Lettres du Japon (3) Le Mont Fuji


Hier soir, à notre arrivée à l'hôtel, nous faisions des vœux pour que la chambre donne du bon côté. La déesse des voyageurs nous a entendus. En faisant coulisser les fenêtres aux carreaux en papier de riz, il est là. Tel qu'en mes rêves fous. Il dresse son triangle parfait vers un ciel complètement dégagé, nimbé d'une brume un peu laiteuse. Quelle merveille, quand on réalise tout à coup que l'on est au pied de la montagne la plus célèbre du Japon. J'ai l'impression de me retrouver dans une estampe, dans un haïku, ou un roman de Murakami. Au sol, un tatami en paille de riz et jonc tressé et des futons au ras du sol renforcent cette impression poétique.
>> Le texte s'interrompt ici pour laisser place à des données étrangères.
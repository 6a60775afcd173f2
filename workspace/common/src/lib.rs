//! Types shared between the dashboard server and the browser frontend.
//! The wire types mirror what the forecasting service sends so both sides
//! decode the same shapes, and the dashboard state and render model live here
//! so they can be tested without a browser.

mod catalog;
mod dashboard;
mod payload;
pub mod view;

pub use catalog::{CatalogError, RepositoryCatalog, RepositoryOption, DEFAULT_REPOSITORY_KEY};
pub use dashboard::{DashboardState, FetchError, FetchState, FetchTicket, StalePolicy};
pub use payload::{
    validate_repository_key, GithubRequest, IssueImageUrls, PullsImageUrls, Series, SeriesPoint,
    StatsPayload, GITHUB_STATS_PATH,
};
Ce matin, lever six heures pour tenter de saisir l'instant.  Nous montons en haut de l'escalier de secours extérieur pour échapper aux fils électriques qui gâchent les prises de vue. Ce bijou du patrimoine japonais n'est décidément pas assez mis en valeur. Des montagnes russes assez hideuses se dressent juste devant. Peu importe. On veut voir le Fugi.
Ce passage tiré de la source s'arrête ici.